(Work request)
Output every entry exactly as given.

Supplied records Block Start

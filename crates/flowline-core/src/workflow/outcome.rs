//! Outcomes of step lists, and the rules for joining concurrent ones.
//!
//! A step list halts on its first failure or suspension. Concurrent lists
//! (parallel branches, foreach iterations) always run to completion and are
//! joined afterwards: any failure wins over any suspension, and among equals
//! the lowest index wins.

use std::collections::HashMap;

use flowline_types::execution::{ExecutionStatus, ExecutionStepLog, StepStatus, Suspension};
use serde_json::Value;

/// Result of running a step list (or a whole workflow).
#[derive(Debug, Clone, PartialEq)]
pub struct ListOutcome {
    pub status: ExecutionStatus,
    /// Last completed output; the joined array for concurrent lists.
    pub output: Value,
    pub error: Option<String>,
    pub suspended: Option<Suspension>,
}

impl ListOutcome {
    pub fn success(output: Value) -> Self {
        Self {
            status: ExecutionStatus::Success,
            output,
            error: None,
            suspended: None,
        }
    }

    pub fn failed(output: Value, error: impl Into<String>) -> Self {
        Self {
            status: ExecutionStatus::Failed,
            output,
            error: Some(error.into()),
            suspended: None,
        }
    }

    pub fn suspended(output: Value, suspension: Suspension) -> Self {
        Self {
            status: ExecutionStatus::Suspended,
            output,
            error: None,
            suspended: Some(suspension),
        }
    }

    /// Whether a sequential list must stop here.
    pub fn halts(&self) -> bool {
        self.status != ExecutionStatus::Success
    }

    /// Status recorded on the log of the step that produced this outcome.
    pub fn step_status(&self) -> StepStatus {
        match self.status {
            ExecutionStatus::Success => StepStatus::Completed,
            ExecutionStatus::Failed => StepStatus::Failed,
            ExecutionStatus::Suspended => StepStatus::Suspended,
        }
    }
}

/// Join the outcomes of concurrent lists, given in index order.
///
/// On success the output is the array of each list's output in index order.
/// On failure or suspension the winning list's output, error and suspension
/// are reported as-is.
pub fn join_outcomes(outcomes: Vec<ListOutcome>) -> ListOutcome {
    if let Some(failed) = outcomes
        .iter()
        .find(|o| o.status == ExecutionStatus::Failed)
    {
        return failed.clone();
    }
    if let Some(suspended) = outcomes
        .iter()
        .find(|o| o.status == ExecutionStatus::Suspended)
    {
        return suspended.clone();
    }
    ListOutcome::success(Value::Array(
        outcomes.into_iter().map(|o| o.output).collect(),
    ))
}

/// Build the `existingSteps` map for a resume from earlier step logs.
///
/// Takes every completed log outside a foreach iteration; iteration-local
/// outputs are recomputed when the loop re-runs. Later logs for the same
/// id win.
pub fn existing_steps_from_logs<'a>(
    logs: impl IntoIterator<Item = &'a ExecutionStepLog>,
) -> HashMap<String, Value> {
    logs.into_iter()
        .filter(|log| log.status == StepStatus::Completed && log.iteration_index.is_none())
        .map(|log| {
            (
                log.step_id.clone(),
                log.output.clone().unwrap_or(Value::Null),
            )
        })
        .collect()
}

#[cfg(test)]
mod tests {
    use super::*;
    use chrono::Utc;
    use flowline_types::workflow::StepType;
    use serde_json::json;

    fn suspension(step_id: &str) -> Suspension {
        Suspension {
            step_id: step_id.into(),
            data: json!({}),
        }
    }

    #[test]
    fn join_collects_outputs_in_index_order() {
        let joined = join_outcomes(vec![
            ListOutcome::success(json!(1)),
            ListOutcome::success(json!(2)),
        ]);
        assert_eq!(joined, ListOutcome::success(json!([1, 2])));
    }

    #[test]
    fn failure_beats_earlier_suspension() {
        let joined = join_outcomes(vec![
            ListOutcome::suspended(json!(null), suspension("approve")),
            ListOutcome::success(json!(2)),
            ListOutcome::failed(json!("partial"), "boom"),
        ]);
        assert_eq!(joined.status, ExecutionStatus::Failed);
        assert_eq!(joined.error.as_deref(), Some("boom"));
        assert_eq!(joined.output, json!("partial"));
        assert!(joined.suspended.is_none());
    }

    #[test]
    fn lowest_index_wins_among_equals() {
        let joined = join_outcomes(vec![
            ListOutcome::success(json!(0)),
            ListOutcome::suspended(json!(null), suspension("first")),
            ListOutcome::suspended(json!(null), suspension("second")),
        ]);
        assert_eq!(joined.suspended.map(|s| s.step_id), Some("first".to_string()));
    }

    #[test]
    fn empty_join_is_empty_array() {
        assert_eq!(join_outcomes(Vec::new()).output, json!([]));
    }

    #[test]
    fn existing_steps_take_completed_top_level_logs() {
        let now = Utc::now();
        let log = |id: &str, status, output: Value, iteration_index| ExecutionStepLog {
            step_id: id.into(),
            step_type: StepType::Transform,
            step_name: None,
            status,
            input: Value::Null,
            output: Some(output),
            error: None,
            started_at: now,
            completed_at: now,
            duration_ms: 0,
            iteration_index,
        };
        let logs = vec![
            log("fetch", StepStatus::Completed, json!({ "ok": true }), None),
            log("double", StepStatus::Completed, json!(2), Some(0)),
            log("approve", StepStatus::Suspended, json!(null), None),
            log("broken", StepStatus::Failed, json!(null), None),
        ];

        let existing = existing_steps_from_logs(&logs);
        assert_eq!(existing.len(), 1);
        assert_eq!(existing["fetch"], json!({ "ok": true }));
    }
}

Supplied records Block End

(Exercise response)
filename crates/flowline-core/src/workflow/outcome.rs
//! Outcomes of step lists, and the rules for joining concurrent ones.
//!
//! A step list halts on its first failure or suspension. Concurrent lists
//! (parallel branches, foreach iterations) always run to completion and are
//! joined afterwards: any failure wins over any suspension, and among equals
//! the lowest index wins.

use std::collections::HashMap;

use flowline_types::execution::{ExecutionStatus, ExecutionStepLog, StepStatus, Suspension};
use serde_json::Value;

/// Result of running a step list (or a whole workflow).
#[derive(Debug, Clone, PartialEq)]
pub struct ListOutcome {
    pub status: ExecutionStatus,
    /// Last completed output; the joined array for concurrent lists.
    pub output: Value,
    pub error: Option<String>,
    pub suspended: Option<Suspension>,
}

impl ListOutcome {
    pub fn success(output: Value) -> Self {
        Self {
            status: ExecutionStatus::Success,
            output,
            error: None,
            suspended: None,
        }
    }

    pub fn failed(output: Value, error: impl Into<String>) -> Self {
        Self {
            status: ExecutionStatus::Failed,
            output,
            error: Some(error.into()),
            suspended: None,
        }
    }

    pub fn suspended(output: Value, suspension: Suspension) -> Self {
        Self {
            status: ExecutionStatus::Suspended,
            output,
            error: None,
            suspended: Some(suspension),
        }
    }

    /// Whether a sequential list must stop here.
    pub fn halts(&self) -> bool {
        self.status != ExecutionStatus::Success
    }

    /// Status recorded on the log of the step that produced this outcome.
    pub fn step_status(&self) -> StepStatus {
        match self.status {
            ExecutionStatus::Success => StepStatus::Completed,
            ExecutionStatus::Failed => StepStatus::Failed,
            ExecutionStatus::Suspended => StepStatus::Suspended,
        }
    }
}

/// Join the outcomes of concurrent lists, given in index order.
///
/// On success the output is the array of each list's output in index order.
/// On failure or suspension the winning list's output, error and suspension
/// are reported as-is.
pub fn join_outcomes(outcomes: Vec<ListOutcome>) -> ListOutcome {
    if let Some(failed) = outcomes
        .iter()
        .find(|o| o.status == ExecutionStatus::Failed)
    {
        return failed.clone();
    }
    if let Some(suspended) = outcomes
        .iter()
        .find(|o| o.status == ExecutionStatus::Suspended)
    {
        return suspended.clone();
    }
    ListOutcome::success(Value::Array(
        outcomes.into_iter().map(|o| o.output).collect(),
    ))
}

/// Build the `existingSteps` map for a resume from earlier step logs.
///
/// Takes every completed log outside a foreach iteration; iteration-local
/// outputs are recomputed when the loop re-runs. Later logs for the same
/// id win.
pub fn existing_steps_from_logs<'a>(
    logs: impl IntoIterator<Item = &'a ExecutionStepLog>,
) -> HashMap<String, Value> {
    logs.into_iter()
        .filter(|log| log.status == StepStatus::Completed && log.iteration_index.is_none())
        .map(|log| {
            (
                log.step_id.clone(),
                log.output.clone().unwrap_or(Value::Null),
            )
        })
        .collect()
}

#[cfg(test)]
mod tests {
    use super::*;
    use chrono::Utc;
    use flowline_types::workflow::StepType;
    use serde_json::json;

    fn suspension(step_id: &str) -> Suspension {
        Suspension {
            step_id: step_id.into(),
            data: json!({}),
        }
    }

    #[test]
    fn join_collects_outputs_in_index_order() {
        let joined = join_outcomes(vec![
            ListOutcome::success(json!(1)),
            ListOutcome::success(json!(2)),
        ]);
        assert_eq!(joined, ListOutcome::success(json!([1, 2])));
    }

    #[test]
    fn failure_beats_earlier_suspension() {
        let joined = join_outcomes(vec![
            ListOutcome::suspended(json!(null), suspension("approve")),
            ListOutcome::success(json!(2)),
            ListOutcome::failed(json!("partial"), "boom"),
        ]);
        assert_eq!(joined.status, ExecutionStatus::Failed);
        assert_eq!(joined.error.as_deref(), Some("boom"));
        assert_eq!(joined.output, json!("partial"));
        assert!(joined.suspended.is_none());
    }

    #[test]
    fn lowest_index_wins_among_equals() {
        let joined = join_outcomes(vec![
            ListOutcome::success(json!(0)),
            ListOutcome::suspended(json!(null), suspension("first")),
            ListOutcome::suspended(json!(null), suspension("second")),
        ]);
        assert_eq!(joined.suspended.map(|s| s.step_id), Some("first".to_string()));
    }

    #[test]
    fn empty_join_is_empty_array() {
        assert_eq!(join_outcomes(Vec::new()).output, json!([]));
    }

    #[test]
    fn existing_steps_take_completed_top_level_logs() {
        let now = Utc::now();
        let log = |id: &str, status, output: Value, iteration_index| ExecutionStepLog {
            step_id: id.into(),
            step_type: StepType::Transform,
            step_name: None,
            status,
            input: Value::Null,
            output: Some(output),
            error: None,
            started_at: now,
            completed_at: now,
            duration_ms: 0,
            iteration_index,
        };
        let logs = vec![
            log("fetch", StepStatus::Completed, json!({ "ok": true }), None),
            log("double", StepStatus::Completed, json!(2), Some(0)),
            log("approve", StepStatus::Suspended, json!(null), None),
            log("broken", StepStatus::Failed, json!(null), None),
        ];

        let existing = existing_steps_from_logs(&logs);
        assert_eq!(existing.len(), 1);
        assert_eq!(existing["fetch"], json!({ "ok": true }));
    }
}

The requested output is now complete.